Stored data entries
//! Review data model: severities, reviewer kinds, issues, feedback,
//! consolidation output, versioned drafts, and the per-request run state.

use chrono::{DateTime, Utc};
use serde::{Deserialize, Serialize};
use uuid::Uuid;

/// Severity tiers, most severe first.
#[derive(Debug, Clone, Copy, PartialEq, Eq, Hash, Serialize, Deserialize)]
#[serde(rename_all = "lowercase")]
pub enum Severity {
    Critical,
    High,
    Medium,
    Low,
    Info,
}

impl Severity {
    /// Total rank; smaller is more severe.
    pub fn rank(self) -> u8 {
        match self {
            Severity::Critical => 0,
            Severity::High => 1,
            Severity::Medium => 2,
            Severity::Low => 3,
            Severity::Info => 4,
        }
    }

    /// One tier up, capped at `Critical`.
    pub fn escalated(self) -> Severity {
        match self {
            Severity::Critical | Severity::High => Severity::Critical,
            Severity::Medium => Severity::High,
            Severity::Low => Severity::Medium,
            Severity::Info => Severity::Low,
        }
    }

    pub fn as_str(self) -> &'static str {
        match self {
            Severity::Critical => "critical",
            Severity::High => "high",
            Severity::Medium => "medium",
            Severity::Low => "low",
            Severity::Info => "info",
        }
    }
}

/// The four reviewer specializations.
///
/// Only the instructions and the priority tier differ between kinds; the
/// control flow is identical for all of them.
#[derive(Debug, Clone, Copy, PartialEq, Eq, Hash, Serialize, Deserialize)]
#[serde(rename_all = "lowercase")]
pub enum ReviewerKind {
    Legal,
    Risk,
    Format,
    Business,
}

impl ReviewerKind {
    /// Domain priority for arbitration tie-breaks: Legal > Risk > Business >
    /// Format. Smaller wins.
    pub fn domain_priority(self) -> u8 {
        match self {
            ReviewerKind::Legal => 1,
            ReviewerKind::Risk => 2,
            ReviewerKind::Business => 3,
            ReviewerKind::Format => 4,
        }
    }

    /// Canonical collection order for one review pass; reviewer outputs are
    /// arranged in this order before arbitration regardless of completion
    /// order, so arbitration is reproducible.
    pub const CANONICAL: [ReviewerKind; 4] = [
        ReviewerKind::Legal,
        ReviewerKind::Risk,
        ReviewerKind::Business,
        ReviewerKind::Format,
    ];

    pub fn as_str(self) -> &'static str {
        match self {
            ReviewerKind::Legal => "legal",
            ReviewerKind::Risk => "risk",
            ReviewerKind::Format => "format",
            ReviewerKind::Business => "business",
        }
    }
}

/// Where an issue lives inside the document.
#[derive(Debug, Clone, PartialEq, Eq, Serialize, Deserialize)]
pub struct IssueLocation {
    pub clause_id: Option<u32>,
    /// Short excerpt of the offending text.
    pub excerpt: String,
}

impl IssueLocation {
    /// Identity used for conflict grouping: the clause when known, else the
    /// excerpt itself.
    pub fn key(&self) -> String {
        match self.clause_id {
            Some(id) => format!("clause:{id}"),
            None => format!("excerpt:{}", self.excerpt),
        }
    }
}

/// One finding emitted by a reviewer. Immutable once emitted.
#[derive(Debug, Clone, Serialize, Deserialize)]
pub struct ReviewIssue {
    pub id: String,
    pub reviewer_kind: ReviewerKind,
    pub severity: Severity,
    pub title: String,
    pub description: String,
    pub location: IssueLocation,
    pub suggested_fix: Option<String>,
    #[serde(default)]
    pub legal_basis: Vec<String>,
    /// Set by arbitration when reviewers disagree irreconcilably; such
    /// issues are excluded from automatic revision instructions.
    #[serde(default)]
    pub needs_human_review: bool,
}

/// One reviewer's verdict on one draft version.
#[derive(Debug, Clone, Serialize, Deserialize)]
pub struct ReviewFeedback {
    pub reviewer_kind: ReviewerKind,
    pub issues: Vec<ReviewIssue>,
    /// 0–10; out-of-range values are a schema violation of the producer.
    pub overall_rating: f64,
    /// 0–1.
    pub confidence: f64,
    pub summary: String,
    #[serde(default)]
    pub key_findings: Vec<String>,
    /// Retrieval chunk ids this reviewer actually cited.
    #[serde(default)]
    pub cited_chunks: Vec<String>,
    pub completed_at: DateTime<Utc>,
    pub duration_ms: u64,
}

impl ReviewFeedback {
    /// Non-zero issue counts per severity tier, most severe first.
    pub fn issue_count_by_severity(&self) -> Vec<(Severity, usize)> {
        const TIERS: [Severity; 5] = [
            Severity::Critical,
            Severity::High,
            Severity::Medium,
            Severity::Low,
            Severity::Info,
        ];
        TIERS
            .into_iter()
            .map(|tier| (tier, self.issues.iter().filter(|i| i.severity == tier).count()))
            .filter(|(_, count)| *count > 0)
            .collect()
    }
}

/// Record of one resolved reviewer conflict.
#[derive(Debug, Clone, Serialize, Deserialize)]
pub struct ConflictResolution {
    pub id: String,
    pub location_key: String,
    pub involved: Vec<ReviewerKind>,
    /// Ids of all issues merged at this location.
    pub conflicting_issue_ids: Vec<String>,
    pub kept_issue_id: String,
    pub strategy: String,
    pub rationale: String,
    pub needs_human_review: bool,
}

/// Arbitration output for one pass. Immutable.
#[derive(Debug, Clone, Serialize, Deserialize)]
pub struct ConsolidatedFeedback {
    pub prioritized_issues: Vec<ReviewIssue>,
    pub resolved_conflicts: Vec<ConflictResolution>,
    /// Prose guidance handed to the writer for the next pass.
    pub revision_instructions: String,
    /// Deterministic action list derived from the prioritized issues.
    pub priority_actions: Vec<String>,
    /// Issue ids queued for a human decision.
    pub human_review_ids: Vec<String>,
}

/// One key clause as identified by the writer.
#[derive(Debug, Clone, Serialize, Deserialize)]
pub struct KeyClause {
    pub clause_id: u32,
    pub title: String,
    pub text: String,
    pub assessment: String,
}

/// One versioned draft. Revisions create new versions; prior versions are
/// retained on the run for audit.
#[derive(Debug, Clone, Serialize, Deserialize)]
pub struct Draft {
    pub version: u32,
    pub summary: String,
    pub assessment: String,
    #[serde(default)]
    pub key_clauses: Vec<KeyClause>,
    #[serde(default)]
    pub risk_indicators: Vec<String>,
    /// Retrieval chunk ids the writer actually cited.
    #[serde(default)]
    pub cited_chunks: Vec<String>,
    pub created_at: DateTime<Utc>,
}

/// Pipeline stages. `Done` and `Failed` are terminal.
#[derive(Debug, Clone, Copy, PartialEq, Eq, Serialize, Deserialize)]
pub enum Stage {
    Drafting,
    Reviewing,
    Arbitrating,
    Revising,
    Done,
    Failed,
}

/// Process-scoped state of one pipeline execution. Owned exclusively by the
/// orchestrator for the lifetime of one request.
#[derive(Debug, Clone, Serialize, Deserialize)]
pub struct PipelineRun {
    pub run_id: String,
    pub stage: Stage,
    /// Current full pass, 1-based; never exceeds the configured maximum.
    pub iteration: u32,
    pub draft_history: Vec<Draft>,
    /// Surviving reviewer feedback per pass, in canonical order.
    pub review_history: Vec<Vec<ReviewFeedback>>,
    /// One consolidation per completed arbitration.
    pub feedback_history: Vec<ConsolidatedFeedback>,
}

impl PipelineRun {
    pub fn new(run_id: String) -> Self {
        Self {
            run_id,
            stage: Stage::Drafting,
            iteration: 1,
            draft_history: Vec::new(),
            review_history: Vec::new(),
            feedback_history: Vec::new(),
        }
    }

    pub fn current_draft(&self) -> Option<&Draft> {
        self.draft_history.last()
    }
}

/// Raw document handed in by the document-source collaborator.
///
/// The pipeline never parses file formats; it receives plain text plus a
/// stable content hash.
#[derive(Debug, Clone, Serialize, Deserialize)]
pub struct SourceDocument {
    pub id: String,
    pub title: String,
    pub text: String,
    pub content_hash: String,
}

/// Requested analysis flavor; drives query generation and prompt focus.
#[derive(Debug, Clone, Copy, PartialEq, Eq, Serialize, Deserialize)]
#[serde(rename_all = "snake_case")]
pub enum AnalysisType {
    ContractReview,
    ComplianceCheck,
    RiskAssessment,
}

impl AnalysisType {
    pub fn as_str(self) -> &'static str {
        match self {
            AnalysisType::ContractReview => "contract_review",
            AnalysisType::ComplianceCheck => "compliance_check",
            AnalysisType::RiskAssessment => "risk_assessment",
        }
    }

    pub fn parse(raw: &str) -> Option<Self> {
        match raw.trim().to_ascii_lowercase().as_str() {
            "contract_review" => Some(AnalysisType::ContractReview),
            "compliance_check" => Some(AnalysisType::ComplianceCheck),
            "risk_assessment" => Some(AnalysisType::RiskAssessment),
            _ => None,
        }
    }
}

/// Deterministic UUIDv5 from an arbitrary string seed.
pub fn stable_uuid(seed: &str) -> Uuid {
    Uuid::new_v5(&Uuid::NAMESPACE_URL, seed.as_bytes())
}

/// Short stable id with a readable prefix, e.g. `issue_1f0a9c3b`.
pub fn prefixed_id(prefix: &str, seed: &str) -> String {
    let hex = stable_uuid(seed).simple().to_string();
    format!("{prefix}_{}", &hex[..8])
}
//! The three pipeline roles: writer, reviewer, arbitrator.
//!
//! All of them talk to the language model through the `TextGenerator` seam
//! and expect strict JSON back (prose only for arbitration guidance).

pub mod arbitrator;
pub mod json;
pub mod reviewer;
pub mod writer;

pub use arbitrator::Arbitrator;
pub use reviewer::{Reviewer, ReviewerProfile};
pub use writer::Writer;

TASK - Work out how many lines in the data above contain the word "arbitrator" and respond with that number only.

EXERCISE RESPONSE - 3